_Saved entries_.
◇ ◇ ◇ ◇ ◇ ◇ ◇

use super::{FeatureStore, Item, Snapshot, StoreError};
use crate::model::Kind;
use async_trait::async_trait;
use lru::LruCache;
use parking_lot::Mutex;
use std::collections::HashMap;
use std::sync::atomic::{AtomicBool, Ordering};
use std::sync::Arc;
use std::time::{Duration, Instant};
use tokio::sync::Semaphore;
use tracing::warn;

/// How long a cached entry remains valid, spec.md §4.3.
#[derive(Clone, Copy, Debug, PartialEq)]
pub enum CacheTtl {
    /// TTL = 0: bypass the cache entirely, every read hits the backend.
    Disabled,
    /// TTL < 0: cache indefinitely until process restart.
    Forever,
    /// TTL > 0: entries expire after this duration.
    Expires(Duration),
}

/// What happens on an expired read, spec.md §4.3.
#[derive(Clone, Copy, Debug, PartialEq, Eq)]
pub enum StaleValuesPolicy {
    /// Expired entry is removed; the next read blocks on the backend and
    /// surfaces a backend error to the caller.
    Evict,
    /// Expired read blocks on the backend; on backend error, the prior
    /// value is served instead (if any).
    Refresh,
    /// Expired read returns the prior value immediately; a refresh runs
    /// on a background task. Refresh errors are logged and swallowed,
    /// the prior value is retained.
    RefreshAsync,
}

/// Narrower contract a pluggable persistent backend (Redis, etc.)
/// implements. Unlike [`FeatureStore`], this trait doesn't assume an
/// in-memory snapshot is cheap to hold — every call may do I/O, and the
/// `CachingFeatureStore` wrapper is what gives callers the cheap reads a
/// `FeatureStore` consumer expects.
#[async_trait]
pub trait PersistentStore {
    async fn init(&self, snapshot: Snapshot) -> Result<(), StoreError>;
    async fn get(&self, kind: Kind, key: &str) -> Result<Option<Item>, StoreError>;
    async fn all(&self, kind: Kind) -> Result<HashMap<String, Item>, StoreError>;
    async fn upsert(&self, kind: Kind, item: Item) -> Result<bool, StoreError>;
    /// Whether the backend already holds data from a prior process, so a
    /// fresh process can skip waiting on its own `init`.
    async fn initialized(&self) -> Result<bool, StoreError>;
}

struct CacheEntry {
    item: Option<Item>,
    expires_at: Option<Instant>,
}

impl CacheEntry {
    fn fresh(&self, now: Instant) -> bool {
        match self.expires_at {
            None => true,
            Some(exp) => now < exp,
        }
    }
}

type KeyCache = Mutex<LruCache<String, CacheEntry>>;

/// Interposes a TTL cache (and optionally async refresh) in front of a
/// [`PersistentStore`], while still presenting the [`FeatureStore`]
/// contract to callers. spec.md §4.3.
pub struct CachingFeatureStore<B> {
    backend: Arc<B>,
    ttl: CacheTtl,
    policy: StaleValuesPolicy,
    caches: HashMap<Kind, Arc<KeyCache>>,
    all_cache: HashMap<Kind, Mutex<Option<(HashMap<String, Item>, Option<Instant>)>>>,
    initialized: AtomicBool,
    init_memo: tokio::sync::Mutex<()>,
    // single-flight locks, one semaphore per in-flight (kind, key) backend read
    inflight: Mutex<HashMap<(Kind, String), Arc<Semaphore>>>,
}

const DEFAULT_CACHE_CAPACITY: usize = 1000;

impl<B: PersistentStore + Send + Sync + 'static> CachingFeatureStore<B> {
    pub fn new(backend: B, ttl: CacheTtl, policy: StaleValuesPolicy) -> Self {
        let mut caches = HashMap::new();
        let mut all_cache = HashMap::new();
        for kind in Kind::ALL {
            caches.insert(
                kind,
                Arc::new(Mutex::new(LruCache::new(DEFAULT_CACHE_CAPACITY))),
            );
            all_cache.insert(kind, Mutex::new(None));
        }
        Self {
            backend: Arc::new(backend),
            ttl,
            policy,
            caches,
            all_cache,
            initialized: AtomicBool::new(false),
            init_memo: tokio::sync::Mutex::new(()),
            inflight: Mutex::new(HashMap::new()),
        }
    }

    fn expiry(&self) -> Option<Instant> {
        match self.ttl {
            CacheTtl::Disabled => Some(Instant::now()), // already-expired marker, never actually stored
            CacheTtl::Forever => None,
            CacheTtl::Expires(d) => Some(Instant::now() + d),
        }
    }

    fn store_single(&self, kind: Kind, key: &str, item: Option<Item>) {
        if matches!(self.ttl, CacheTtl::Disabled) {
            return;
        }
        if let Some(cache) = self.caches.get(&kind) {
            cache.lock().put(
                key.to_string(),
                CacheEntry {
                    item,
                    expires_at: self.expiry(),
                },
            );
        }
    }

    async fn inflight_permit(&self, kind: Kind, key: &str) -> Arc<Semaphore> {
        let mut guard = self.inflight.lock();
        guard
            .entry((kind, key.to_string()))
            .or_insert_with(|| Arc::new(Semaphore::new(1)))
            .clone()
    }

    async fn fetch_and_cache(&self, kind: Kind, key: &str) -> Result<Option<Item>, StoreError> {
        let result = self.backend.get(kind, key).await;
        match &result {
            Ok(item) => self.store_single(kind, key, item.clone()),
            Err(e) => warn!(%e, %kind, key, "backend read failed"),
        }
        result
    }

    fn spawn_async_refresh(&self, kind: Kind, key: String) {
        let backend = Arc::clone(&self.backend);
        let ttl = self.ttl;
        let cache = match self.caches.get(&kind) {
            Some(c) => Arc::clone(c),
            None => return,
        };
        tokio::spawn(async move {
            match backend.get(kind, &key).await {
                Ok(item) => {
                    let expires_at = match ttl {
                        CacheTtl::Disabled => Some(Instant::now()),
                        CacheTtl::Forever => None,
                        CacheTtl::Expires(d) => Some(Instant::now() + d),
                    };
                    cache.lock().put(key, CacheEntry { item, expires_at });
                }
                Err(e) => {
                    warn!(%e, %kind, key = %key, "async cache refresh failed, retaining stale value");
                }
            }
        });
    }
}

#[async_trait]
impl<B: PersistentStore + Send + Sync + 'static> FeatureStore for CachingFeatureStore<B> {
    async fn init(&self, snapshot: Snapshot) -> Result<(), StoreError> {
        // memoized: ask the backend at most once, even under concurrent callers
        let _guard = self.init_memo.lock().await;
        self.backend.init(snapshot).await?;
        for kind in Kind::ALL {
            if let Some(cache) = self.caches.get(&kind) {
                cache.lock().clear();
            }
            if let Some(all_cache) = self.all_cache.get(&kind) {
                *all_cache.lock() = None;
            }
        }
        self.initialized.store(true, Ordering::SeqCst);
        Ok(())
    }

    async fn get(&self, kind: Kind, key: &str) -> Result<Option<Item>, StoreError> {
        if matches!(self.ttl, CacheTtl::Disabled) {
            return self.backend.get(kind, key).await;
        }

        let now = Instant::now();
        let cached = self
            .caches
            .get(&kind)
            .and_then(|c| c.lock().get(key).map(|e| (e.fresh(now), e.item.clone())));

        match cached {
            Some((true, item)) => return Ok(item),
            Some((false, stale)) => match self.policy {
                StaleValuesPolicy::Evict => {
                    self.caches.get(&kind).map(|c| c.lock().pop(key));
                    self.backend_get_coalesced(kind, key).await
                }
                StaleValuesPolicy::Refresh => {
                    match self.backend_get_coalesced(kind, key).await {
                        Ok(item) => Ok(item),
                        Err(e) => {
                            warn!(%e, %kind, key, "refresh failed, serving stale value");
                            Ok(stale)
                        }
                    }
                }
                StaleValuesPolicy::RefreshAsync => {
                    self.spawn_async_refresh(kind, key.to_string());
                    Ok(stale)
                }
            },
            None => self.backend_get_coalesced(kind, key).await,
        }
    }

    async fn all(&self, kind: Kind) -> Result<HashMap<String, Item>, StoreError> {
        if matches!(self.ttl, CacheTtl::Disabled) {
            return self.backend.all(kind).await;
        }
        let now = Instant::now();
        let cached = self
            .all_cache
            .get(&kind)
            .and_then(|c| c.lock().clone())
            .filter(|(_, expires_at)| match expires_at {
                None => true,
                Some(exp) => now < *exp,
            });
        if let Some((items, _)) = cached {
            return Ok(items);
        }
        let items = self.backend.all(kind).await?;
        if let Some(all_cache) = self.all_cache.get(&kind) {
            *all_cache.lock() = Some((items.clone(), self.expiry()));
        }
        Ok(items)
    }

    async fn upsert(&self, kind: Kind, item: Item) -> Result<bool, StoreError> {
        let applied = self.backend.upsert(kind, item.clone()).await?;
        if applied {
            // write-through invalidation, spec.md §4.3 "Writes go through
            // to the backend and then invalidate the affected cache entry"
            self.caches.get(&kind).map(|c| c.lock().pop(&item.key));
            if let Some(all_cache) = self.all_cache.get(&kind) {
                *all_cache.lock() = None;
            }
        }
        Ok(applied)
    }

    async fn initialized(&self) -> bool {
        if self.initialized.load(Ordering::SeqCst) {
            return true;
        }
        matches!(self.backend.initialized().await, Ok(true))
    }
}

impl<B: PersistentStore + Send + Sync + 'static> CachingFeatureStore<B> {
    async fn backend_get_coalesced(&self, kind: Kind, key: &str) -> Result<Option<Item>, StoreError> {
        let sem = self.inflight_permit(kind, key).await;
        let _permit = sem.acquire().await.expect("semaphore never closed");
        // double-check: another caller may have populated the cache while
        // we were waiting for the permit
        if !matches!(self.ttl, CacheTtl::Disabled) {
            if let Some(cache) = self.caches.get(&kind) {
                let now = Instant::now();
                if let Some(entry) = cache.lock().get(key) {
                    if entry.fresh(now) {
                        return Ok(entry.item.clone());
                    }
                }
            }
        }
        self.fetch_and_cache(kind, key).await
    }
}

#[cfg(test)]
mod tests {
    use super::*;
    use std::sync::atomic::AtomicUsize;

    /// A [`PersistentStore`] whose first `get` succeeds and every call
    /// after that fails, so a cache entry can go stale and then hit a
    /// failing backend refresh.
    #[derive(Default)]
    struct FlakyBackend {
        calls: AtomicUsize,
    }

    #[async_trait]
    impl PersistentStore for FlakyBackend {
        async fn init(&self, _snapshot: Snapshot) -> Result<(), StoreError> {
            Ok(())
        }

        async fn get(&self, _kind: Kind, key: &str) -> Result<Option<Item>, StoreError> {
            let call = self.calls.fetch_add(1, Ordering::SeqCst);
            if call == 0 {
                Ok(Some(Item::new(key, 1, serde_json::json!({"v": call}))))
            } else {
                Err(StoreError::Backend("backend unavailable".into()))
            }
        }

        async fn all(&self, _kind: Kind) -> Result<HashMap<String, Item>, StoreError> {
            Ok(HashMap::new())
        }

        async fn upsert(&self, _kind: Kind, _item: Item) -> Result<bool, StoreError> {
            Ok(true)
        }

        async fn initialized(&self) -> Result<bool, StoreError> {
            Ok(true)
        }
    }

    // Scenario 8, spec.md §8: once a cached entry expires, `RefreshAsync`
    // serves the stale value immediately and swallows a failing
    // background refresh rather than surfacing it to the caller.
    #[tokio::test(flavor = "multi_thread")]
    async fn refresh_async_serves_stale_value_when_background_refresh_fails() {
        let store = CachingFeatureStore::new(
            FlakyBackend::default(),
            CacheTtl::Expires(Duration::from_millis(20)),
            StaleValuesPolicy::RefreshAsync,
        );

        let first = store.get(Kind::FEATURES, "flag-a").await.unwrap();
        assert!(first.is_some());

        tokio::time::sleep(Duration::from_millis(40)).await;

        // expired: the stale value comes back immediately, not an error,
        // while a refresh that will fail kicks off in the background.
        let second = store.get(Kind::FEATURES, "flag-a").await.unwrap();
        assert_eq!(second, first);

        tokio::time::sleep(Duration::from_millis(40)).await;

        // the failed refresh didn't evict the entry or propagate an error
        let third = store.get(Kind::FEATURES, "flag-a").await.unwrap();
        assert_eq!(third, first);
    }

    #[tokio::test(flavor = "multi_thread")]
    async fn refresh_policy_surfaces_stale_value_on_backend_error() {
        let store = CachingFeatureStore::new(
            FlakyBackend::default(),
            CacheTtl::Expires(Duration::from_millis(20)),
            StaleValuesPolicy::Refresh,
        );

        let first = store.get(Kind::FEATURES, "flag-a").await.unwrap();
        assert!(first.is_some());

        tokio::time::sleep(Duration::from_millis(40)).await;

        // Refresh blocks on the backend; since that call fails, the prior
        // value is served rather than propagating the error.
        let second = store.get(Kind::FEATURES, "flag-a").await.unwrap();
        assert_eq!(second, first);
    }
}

◇ ◇ ◇ ◇ ◇ ◇ ◇

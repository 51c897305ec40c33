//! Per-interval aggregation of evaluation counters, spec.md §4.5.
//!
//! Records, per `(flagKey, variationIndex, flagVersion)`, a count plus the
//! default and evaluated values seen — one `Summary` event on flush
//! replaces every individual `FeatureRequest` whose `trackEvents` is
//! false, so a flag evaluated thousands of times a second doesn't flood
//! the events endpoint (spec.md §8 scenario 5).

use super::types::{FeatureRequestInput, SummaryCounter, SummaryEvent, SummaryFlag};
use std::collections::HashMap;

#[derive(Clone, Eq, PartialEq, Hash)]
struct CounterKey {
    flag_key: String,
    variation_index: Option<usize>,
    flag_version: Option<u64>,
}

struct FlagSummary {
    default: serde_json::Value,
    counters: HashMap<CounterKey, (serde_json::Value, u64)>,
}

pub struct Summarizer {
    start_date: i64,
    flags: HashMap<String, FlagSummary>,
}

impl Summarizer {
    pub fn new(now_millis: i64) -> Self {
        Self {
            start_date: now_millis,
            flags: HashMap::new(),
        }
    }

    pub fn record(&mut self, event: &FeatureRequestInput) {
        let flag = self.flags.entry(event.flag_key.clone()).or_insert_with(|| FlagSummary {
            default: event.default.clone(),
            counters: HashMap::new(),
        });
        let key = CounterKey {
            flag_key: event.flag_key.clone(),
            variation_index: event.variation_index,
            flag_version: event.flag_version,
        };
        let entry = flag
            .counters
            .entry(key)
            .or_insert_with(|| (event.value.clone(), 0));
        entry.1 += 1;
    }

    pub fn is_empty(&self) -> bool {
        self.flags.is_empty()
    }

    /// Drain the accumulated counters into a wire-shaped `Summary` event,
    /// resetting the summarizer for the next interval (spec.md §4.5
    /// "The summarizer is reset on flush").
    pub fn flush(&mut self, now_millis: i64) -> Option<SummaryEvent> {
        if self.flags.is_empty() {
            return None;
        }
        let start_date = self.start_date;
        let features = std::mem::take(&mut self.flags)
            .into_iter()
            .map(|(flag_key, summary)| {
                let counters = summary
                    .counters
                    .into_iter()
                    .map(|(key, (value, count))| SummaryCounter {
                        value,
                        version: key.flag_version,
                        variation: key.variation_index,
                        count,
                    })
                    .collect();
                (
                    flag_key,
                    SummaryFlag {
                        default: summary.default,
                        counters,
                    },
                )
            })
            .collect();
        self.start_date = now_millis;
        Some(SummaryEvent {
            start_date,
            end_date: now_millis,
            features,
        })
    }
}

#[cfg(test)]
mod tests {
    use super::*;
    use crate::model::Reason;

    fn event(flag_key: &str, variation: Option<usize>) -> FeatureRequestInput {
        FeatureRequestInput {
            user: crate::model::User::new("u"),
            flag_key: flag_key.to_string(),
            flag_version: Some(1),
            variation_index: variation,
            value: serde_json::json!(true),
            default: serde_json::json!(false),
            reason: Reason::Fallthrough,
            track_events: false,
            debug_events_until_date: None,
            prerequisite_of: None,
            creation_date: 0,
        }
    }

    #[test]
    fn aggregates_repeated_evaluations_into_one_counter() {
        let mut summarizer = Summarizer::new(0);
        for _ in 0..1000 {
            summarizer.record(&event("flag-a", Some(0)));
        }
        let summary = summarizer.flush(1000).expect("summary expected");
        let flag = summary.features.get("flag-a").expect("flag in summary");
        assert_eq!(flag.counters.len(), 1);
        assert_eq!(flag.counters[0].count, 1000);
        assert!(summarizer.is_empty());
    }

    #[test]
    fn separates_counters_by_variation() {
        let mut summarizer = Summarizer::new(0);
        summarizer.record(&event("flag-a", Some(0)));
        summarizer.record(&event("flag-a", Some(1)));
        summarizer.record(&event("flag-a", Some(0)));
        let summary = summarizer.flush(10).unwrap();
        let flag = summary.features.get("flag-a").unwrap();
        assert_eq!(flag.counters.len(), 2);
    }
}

◇ ◇ ◇ ◇ ◇ ◇ ◇

_ABOUT THIS EXERCISE_.
A line qualifies when it holds the word "cheap"; report all qualifying lines from the records above.

_YOUR SOLUTION_.
/// in-memory snapshot is cheap to hold — every call may do I/O, and the
/// `CachingFeatureStore` wrapper is what gives callers the cheap reads a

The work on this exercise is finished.